EXERCISE REQUIREMENTS: Go through the lines below. Copy those with "Stalled".

** Opening DATASET RECORDS block **

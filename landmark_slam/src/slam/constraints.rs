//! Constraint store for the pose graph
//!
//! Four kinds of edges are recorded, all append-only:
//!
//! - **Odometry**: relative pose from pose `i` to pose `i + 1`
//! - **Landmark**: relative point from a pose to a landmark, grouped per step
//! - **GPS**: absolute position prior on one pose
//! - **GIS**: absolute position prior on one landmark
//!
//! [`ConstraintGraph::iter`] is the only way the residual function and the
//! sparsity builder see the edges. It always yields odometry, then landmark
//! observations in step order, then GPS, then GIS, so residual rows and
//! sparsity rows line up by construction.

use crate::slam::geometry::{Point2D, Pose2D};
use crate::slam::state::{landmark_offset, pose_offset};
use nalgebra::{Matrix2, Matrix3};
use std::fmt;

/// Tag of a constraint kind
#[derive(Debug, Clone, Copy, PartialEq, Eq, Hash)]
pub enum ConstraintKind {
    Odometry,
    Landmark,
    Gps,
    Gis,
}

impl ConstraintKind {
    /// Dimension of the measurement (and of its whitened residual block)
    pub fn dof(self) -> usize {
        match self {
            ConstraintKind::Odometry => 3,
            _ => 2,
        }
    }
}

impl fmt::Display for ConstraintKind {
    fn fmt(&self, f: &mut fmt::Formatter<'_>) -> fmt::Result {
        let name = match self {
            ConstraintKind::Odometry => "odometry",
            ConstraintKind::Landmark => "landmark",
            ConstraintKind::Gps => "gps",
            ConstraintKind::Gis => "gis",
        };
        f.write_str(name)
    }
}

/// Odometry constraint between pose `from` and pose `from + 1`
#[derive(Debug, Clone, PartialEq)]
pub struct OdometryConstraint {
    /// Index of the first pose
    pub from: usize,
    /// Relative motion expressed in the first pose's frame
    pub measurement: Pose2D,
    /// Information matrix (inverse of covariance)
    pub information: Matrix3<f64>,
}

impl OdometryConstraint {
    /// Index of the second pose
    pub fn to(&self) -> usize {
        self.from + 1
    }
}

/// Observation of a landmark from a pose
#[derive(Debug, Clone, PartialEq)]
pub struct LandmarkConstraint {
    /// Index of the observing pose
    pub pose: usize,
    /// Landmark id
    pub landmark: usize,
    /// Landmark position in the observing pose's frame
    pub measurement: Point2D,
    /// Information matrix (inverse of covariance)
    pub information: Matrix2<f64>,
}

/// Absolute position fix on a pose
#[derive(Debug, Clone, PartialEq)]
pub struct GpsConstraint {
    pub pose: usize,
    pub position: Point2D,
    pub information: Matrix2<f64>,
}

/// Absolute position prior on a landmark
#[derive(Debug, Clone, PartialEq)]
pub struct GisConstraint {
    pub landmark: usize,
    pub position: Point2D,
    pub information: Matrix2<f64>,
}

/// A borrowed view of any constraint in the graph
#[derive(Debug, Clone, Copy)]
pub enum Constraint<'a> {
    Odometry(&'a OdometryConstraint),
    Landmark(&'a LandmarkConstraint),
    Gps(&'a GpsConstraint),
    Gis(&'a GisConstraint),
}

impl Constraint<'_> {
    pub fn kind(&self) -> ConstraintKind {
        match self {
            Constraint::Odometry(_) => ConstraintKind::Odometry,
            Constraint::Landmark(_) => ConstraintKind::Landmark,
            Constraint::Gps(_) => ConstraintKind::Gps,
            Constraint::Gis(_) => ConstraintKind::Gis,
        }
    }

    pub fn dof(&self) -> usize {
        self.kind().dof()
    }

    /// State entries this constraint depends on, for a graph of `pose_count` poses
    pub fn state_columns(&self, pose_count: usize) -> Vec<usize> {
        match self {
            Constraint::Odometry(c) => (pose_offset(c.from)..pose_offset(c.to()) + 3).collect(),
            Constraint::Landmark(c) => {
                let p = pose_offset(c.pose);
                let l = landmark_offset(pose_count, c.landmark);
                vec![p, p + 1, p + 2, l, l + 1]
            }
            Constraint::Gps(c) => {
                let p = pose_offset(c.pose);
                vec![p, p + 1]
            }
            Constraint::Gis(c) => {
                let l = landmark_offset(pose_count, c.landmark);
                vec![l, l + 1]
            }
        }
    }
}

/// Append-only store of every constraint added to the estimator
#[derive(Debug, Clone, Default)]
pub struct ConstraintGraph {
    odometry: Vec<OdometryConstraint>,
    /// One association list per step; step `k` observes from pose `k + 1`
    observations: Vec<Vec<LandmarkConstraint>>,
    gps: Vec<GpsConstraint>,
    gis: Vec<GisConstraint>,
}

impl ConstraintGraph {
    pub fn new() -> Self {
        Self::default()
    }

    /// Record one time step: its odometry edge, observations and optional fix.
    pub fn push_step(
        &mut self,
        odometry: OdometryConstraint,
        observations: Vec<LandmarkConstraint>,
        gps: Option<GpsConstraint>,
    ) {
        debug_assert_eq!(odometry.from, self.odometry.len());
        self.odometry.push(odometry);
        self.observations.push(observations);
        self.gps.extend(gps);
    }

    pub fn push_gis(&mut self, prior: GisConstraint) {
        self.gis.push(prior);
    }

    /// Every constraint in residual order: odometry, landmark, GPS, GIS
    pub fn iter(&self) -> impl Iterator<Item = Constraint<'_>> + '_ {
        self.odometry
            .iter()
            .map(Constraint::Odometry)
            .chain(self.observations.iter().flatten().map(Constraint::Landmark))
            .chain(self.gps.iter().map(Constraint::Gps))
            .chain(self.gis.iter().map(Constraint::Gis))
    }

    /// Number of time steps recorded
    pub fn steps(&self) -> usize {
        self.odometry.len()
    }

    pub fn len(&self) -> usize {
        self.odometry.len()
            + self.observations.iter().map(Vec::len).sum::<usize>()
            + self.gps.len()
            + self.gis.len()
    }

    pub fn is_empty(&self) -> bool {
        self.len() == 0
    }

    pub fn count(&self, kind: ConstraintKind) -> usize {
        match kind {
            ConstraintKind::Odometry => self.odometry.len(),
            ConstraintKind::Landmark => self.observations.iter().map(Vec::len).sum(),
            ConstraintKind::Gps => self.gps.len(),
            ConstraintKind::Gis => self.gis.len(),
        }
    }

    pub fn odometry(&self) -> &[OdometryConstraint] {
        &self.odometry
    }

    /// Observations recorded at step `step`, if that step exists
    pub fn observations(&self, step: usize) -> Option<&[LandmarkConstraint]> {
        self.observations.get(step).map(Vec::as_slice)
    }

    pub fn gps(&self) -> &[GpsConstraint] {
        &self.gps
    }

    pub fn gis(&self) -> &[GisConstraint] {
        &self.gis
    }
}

** Closing DATASET RECORDS block **
** Opening DATASET RECORDS block **

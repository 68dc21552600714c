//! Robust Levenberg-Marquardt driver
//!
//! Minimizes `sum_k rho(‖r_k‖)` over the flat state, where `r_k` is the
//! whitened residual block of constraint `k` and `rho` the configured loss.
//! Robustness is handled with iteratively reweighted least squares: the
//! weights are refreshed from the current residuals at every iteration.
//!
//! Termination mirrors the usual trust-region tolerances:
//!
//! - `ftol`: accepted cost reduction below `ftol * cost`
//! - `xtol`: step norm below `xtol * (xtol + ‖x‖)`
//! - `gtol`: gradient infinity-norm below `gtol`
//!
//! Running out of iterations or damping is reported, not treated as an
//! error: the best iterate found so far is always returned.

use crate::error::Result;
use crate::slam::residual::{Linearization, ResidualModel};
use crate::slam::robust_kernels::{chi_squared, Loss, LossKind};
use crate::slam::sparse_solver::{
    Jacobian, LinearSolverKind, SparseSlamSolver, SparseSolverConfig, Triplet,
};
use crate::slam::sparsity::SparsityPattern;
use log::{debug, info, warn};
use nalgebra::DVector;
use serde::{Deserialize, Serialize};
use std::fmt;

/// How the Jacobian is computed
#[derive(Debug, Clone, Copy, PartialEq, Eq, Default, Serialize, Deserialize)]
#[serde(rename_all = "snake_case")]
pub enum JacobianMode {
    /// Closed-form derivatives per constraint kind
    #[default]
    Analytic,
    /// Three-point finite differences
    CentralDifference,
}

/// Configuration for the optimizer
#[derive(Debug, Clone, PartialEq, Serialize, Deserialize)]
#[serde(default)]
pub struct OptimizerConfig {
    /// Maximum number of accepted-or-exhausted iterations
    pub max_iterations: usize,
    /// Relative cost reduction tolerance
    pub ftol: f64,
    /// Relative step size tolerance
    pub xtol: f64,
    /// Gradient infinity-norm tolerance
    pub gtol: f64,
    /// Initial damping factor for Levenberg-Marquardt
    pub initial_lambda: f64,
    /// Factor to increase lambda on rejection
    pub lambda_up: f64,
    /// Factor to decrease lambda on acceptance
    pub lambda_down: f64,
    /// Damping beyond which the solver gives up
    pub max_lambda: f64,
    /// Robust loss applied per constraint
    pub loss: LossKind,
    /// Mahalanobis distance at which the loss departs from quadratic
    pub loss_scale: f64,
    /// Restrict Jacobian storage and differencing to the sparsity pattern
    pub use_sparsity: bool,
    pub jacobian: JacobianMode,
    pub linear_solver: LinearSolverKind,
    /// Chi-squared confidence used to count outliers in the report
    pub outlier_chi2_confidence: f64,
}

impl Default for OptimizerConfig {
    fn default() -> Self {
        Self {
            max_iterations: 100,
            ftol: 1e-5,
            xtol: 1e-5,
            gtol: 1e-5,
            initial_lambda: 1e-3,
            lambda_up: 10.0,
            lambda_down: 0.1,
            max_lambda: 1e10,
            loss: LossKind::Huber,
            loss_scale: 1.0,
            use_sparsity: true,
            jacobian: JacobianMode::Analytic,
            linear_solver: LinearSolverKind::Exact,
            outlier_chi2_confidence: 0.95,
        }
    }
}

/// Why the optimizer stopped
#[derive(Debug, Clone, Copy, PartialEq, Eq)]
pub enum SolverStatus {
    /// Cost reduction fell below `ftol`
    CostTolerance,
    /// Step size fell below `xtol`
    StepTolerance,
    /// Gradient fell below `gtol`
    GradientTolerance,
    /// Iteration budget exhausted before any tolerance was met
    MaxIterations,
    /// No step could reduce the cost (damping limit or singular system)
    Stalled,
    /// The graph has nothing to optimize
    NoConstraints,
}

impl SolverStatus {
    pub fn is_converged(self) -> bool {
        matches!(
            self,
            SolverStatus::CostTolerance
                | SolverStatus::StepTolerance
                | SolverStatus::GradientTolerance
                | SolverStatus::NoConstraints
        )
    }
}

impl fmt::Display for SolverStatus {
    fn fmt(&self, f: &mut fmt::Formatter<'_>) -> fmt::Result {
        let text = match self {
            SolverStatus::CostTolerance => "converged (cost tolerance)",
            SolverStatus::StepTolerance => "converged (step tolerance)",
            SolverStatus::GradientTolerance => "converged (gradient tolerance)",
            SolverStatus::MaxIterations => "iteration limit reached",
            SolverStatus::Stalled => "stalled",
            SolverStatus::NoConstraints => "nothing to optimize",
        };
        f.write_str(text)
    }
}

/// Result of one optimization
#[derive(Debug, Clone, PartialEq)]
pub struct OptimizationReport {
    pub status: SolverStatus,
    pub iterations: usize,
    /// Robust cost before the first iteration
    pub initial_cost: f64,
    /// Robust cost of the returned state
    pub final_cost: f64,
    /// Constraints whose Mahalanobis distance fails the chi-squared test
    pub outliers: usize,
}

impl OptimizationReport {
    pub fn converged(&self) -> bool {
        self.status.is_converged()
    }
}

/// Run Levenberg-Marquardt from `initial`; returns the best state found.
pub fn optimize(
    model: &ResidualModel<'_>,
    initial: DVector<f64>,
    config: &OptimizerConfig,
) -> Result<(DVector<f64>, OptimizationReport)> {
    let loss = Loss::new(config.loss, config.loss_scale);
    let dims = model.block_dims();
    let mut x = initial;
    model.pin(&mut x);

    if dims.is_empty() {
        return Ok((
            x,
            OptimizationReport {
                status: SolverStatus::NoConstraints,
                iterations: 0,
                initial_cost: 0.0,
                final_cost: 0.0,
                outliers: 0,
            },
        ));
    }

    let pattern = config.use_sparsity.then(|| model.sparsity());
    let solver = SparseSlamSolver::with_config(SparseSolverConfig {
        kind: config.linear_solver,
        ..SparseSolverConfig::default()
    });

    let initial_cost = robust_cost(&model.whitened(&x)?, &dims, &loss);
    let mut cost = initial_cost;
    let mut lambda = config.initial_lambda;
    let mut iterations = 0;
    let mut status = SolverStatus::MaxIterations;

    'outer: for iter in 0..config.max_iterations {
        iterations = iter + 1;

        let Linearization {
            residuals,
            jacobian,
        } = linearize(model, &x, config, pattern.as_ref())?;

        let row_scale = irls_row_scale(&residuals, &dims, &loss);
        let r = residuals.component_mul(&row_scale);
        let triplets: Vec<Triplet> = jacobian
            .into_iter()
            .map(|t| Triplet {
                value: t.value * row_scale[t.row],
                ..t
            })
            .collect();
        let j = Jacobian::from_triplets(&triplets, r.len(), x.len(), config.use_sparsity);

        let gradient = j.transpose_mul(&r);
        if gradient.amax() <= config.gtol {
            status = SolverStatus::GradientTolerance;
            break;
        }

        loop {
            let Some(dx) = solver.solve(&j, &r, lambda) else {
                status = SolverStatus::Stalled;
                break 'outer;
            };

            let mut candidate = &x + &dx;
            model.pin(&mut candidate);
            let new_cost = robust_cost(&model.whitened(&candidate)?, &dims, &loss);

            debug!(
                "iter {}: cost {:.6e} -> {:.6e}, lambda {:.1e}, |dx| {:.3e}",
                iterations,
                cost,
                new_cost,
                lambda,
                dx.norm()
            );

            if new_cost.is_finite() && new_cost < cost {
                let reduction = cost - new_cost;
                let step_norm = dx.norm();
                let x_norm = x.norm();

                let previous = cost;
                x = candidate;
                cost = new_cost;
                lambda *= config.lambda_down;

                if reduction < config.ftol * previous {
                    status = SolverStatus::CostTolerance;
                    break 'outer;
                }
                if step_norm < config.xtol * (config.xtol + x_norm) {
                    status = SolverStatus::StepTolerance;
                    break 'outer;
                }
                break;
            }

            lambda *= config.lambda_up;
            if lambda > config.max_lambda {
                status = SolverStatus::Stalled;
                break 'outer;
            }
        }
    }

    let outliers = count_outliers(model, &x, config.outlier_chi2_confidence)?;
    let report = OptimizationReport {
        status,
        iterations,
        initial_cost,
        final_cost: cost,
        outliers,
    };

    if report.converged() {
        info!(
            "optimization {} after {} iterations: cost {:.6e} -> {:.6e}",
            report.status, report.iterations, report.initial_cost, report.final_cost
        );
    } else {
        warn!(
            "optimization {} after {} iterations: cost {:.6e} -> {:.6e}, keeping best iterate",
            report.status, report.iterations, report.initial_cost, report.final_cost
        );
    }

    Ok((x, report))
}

** Closing DATASET RECORDS block **
** Opening DATASET RECORDS block **

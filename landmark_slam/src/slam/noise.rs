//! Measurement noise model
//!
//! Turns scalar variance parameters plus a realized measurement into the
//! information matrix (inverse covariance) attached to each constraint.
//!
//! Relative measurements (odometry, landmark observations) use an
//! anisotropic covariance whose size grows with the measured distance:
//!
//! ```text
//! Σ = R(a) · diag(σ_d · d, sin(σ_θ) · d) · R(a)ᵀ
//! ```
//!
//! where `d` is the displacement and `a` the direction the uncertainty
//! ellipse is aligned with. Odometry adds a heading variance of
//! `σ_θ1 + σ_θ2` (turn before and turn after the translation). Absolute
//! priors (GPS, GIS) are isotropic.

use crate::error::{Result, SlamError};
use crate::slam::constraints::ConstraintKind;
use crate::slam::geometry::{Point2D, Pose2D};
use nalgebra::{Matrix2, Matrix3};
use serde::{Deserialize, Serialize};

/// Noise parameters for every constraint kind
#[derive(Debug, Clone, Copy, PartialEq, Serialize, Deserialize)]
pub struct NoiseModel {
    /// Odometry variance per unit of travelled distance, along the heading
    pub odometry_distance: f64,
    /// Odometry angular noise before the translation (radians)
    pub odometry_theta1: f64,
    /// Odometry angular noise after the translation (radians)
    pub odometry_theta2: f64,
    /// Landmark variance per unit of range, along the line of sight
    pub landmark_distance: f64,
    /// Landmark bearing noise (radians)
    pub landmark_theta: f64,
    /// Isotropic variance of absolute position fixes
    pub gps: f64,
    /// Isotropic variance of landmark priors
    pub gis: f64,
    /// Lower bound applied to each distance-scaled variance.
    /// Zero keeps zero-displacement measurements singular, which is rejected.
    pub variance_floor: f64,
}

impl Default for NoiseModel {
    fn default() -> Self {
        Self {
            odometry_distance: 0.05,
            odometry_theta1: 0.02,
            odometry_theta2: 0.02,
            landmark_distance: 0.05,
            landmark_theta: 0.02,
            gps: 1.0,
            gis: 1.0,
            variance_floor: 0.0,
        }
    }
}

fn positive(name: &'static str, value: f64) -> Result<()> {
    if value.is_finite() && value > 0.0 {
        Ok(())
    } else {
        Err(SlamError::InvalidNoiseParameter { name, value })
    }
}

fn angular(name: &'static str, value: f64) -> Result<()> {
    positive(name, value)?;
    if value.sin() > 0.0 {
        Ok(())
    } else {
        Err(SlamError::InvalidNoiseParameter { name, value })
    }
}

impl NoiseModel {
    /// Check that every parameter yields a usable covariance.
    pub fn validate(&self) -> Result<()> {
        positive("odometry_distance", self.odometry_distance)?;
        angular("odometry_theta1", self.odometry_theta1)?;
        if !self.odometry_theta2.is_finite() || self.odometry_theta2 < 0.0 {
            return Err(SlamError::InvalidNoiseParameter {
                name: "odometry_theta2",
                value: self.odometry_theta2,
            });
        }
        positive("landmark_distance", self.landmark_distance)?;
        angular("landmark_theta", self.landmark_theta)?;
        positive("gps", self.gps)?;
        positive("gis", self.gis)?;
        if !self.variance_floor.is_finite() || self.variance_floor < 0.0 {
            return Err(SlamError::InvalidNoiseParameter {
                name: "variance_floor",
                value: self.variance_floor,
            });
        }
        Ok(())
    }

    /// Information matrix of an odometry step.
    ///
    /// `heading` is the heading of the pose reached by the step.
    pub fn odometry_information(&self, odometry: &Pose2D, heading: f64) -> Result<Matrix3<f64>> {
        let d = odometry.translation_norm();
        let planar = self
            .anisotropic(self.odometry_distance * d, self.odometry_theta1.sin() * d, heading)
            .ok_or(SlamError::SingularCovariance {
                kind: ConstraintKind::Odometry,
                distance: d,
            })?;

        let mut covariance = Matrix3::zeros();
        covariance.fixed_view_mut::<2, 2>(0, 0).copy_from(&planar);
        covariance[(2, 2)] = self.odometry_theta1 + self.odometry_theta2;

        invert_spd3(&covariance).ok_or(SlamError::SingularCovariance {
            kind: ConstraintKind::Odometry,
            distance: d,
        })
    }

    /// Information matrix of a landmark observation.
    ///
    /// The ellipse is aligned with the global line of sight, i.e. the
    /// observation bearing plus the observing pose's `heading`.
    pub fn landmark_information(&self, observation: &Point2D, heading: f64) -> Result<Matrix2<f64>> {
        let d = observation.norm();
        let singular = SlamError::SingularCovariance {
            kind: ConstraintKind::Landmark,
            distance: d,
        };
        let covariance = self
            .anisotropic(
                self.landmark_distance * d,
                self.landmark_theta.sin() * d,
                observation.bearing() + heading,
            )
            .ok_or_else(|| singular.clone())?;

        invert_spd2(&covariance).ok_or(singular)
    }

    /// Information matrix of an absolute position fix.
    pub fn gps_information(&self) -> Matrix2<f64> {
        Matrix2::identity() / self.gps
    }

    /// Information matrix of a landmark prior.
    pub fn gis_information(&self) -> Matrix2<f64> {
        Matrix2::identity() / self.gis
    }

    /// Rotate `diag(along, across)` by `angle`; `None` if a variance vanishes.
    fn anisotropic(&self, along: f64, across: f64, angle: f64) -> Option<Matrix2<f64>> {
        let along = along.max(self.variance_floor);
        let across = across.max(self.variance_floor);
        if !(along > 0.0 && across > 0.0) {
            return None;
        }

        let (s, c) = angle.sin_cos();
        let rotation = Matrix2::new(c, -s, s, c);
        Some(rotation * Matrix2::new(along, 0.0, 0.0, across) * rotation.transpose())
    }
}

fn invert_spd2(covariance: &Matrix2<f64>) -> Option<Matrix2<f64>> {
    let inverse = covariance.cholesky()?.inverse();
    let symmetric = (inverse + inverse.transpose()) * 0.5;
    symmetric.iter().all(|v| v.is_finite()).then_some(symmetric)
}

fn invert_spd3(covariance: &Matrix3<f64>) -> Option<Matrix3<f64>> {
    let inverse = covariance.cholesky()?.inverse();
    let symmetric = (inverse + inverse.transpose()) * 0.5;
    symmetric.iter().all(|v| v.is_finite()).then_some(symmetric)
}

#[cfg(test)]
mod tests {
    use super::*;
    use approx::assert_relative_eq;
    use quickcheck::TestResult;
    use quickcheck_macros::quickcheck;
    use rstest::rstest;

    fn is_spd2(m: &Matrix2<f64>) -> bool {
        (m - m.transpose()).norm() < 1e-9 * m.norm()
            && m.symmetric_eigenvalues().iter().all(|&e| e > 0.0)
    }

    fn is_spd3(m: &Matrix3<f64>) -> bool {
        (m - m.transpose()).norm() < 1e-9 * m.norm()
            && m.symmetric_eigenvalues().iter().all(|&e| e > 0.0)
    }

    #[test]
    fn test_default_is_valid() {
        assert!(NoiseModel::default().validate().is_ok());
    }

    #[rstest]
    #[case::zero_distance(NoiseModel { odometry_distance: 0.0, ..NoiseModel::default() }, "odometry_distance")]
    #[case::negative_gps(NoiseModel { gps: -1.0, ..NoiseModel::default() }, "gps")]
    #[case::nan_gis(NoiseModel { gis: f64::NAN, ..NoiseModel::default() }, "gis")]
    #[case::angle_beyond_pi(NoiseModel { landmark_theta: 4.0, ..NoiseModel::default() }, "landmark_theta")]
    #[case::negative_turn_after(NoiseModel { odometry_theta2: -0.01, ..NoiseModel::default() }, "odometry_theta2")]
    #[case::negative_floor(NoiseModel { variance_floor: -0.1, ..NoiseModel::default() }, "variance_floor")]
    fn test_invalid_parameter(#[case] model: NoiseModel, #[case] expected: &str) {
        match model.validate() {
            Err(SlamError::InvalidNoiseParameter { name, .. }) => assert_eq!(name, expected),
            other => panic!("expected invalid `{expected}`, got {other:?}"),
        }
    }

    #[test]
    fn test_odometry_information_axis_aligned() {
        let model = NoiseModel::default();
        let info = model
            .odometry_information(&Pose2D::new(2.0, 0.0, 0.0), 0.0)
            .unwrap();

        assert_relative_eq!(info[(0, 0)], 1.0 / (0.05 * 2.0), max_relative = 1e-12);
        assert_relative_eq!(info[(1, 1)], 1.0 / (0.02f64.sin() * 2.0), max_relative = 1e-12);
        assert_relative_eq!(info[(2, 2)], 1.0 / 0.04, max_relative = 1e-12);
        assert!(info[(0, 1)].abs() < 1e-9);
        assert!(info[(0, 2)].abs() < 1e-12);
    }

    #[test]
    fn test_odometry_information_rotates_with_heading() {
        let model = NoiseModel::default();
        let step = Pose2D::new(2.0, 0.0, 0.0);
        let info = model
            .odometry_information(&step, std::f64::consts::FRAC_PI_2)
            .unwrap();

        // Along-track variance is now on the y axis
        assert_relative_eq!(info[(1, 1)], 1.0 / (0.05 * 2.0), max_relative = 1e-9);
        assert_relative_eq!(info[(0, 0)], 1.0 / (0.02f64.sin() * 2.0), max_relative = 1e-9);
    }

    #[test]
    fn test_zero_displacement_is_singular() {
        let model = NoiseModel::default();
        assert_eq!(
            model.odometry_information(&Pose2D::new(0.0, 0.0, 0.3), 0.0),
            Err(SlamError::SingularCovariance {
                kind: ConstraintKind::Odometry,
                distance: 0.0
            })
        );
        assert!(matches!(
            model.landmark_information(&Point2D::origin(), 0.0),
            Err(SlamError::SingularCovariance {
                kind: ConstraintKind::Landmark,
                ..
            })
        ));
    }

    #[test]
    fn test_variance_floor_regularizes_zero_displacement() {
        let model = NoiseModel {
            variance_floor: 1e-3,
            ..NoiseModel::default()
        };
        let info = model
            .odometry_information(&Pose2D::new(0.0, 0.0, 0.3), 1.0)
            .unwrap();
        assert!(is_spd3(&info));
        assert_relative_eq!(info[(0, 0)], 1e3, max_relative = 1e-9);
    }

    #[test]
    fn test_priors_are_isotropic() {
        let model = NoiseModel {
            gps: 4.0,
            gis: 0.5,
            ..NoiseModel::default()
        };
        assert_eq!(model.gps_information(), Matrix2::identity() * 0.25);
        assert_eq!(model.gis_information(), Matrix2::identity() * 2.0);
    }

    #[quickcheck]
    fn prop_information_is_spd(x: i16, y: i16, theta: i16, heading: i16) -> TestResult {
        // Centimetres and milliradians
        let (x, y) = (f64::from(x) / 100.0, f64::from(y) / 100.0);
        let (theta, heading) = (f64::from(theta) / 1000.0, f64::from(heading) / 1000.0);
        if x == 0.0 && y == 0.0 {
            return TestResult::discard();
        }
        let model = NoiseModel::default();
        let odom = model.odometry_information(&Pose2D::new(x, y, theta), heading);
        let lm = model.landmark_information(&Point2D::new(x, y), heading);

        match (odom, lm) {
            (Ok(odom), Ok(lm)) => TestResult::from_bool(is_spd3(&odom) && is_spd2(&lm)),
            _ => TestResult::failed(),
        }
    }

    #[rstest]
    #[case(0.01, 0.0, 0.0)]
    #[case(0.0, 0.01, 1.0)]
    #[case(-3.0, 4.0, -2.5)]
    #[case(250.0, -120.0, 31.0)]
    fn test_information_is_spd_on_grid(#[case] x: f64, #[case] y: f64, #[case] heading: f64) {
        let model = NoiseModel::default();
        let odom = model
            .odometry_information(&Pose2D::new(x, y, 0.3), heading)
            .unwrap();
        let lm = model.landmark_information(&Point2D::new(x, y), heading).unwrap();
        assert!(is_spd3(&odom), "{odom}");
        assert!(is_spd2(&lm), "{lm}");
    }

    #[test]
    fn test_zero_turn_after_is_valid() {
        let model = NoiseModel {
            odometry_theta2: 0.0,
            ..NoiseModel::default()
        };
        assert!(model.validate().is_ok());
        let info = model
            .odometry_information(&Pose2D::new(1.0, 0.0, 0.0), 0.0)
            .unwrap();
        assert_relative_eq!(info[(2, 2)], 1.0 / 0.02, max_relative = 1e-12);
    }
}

** Closing DATASET RECORDS block **

RESPONSE:
    Stalled,
            SolverStatus::Stalled => "stalled",
                status = SolverStatus::Stalled;
                status = SolverStatus::Stalled;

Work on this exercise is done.